GOAL OF THE EXERCISE => A word-for-word copy of the entries below is required.

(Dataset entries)
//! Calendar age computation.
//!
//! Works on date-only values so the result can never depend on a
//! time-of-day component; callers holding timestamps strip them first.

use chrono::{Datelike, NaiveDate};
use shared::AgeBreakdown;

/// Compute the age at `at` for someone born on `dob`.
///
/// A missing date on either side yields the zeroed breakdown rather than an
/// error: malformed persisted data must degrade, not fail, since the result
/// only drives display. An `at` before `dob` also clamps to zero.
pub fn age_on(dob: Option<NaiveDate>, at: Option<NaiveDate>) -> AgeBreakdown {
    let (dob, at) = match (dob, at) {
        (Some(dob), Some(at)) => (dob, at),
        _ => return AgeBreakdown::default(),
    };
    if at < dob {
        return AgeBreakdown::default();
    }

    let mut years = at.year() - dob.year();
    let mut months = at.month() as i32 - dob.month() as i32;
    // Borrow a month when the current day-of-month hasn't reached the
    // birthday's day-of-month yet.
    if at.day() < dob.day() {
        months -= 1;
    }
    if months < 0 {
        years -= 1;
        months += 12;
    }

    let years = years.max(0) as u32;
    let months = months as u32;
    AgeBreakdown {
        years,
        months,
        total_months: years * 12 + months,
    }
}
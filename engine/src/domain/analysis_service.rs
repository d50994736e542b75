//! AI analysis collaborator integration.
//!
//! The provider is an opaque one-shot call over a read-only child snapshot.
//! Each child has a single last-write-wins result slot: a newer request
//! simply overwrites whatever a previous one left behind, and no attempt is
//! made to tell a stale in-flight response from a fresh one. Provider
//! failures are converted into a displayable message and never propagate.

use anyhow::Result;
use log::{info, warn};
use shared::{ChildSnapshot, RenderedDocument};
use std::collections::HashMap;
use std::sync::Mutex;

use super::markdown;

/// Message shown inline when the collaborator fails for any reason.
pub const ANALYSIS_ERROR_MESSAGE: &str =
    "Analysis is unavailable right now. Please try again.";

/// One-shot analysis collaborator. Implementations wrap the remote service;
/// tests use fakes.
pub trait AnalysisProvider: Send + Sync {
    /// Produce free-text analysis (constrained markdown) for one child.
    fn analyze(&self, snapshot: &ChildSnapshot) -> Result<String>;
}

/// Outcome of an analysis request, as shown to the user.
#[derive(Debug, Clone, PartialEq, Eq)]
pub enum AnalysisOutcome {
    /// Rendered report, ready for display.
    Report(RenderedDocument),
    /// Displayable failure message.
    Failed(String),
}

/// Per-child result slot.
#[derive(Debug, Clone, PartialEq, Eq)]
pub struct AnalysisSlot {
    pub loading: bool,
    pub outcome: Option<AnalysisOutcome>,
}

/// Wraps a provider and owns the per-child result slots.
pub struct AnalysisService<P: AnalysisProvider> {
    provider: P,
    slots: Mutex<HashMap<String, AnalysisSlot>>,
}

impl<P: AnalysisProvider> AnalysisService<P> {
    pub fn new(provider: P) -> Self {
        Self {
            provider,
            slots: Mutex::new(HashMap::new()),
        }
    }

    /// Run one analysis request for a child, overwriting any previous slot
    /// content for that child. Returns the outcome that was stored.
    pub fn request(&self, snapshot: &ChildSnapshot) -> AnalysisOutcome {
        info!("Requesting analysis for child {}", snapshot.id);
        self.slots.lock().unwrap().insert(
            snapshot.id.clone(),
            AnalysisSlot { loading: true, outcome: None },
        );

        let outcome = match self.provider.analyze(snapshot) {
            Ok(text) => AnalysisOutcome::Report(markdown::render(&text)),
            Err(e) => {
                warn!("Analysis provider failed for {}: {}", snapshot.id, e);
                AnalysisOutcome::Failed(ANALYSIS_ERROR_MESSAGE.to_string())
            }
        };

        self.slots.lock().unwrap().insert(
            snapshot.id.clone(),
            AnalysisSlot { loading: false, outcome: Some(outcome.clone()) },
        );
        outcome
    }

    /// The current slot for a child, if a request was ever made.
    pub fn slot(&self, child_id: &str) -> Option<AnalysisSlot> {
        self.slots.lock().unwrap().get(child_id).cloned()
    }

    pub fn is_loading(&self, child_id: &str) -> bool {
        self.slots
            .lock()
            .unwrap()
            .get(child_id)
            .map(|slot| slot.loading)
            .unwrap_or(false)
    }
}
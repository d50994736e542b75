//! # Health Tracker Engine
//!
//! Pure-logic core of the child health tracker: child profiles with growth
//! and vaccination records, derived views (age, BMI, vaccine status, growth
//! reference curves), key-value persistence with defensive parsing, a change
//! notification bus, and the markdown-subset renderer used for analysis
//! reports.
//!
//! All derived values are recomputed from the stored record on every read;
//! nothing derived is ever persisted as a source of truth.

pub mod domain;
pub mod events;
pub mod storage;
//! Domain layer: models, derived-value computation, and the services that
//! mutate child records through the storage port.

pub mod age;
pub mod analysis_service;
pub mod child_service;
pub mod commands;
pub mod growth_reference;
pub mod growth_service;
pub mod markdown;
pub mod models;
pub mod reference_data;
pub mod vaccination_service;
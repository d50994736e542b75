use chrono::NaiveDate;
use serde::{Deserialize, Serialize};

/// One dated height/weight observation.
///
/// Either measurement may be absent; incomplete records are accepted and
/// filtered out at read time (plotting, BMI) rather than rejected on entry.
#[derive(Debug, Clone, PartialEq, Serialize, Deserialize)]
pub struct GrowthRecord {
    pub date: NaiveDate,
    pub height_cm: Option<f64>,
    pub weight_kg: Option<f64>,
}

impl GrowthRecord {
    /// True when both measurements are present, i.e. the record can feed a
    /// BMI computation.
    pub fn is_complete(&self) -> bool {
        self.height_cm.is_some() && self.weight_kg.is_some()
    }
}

TASK SOLUTION =>
//! Calendar age computation.
//!
//! Works on date-only values so the result can never depend on a
//! time-of-day component; callers holding timestamps strip them first.

use chrono::{Datelike, NaiveDate};
use shared::AgeBreakdown;

/// Compute the age at `at` for someone born on `dob`.
///
/// A missing date on either side yields the zeroed breakdown rather than an
/// error: malformed persisted data must degrade, not fail, since the result
/// only drives display. An `at` before `dob` also clamps to zero.
pub fn age_on(dob: Option<NaiveDate>, at: Option<NaiveDate>) -> AgeBreakdown {
    let (dob, at) = match (dob, at) {
        (Some(dob), Some(at)) => (dob, at),
        _ => return AgeBreakdown::default(),
    };
    if at < dob {
        return AgeBreakdown::default();
    }

    let mut years = at.year() - dob.year();
    let mut months = at.month() as i32 - dob.month() as i32;
    // Borrow a month when the current day-of-month hasn't reached the
    // birthday's day-of-month yet.
    if at.day() < dob.day() {
        months -= 1;
    }
    if months < 0 {
        years -= 1;
        months += 12;
    }

    let years = years.max(0) as u32;
    let months = months as u32;
    AgeBreakdown {
        years,
        months,
        total_months: years * 12 + months,
    }
}
filename engine/src/domain/analysis_service.rs
repository d50994736e542b75
//! AI analysis collaborator integration.
//!
//! The provider is an opaque one-shot call over a read-only child snapshot.
//! Each child has a single last-write-wins result slot: a newer request
//! simply overwrites whatever a previous one left behind, and no attempt is
//! made to tell a stale in-flight response from a fresh one. Provider
//! failures are converted into a displayable message and never propagate.

use anyhow::Result;
use log::{info, warn};
use shared::{ChildSnapshot, RenderedDocument};
use std::collections::HashMap;
use std::sync::Mutex;

use super::markdown;

/// Message shown inline when the collaborator fails for any reason.
pub const ANALYSIS_ERROR_MESSAGE: &str =
    "Analysis is unavailable right now. Please try again.";

/// One-shot analysis collaborator. Implementations wrap the remote service;
/// tests use fakes.
pub trait AnalysisProvider: Send + Sync {
    /// Produce free-text analysis (constrained markdown) for one child.
    fn analyze(&self, snapshot: &ChildSnapshot) -> Result<String>;
}

/// Outcome of an analysis request, as shown to the user.
#[derive(Debug, Clone, PartialEq, Eq)]
pub enum AnalysisOutcome {
    /// Rendered report, ready for display.
    Report(RenderedDocument),
    /// Displayable failure message.
    Failed(String),
}

/// Per-child result slot.
#[derive(Debug, Clone, PartialEq, Eq)]
pub struct AnalysisSlot {
    pub loading: bool,
    pub outcome: Option<AnalysisOutcome>,
}

/// Wraps a provider and owns the per-child result slots.
pub struct AnalysisService<P: AnalysisProvider> {
    provider: P,
    slots: Mutex<HashMap<String, AnalysisSlot>>,
}

impl<P: AnalysisProvider> AnalysisService<P> {
    pub fn new(provider: P) -> Self {
        Self {
            provider,
            slots: Mutex::new(HashMap::new()),
        }
    }

    /// Run one analysis request for a child, overwriting any previous slot
    /// content for that child. Returns the outcome that was stored.
    pub fn request(&self, snapshot: &ChildSnapshot) -> AnalysisOutcome {
        info!("Requesting analysis for child {}", snapshot.id);
        self.slots.lock().unwrap().insert(
            snapshot.id.clone(),
            AnalysisSlot { loading: true, outcome: None },
        );

        let outcome = match self.provider.analyze(snapshot) {
            Ok(text) => AnalysisOutcome::Report(markdown::render(&text)),
            Err(e) => {
                warn!("Analysis provider failed for {}: {}", snapshot.id, e);
                AnalysisOutcome::Failed(ANALYSIS_ERROR_MESSAGE.to_string())
            }
        };

        self.slots.lock().unwrap().insert(
            snapshot.id.clone(),
            AnalysisSlot { loading: false, outcome: Some(outcome.clone()) },
        );
        outcome
    }

    /// The current slot for a child, if a request was ever made.
    pub fn slot(&self, child_id: &str) -> Option<AnalysisSlot> {
        self.slots.lock().unwrap().get(child_id).cloned()
    }

    pub fn is_loading(&self, child_id: &str) -> bool {
        self.slots
            .lock()
            .unwrap()
            .get(child_id)
            .map(|slot| slot.loading)
            .unwrap_or(false)
    }
}
repository d50994736e542b75
//! # Health Tracker Engine
//!
//! Pure-logic core of the child health tracker: child profiles with growth
//! and vaccination records, derived views (age, BMI, vaccine status, growth
//! reference curves), key-value persistence with defensive parsing, a change
//! notification bus, and the markdown-subset renderer used for analysis
//! reports.
//!
//! All derived values are recomputed from the stored record on every read;
//! nothing derived is ever persisted as a source of truth.

pub mod domain;
pub mod events;
pub mod storage;
//! Domain layer: models, derived-value computation, and the services that
//! mutate child records through the storage port.

pub mod age;
pub mod analysis_service;
pub mod child_service;
pub mod commands;
pub mod growth_reference;
pub mod growth_service;
pub mod markdown;
pub mod models;
pub mod reference_data;
pub mod vaccination_service;
repository d50994736e542b75
use chrono::NaiveDate;
use serde::{Deserialize, Serialize};

/// One dated height/weight observation.
///
/// Either measurement may be absent; incomplete records are accepted and
/// filtered out at read time (plotting, BMI) rather than rejected on entry.
#[derive(Debug, Clone, PartialEq, Serialize, Deserialize)]
pub struct GrowthRecord {
    pub date: NaiveDate,
    pub height_cm: Option<f64>,
    pub weight_kg: Option<f64>,
}

impl GrowthRecord {
    /// True when both measurements are present, i.e. the record can feed a
    /// BMI computation.
    pub fn is_complete(&self) -> bool {
        self.height_cm.is_some() && self.weight_kg.is_some()
    }
}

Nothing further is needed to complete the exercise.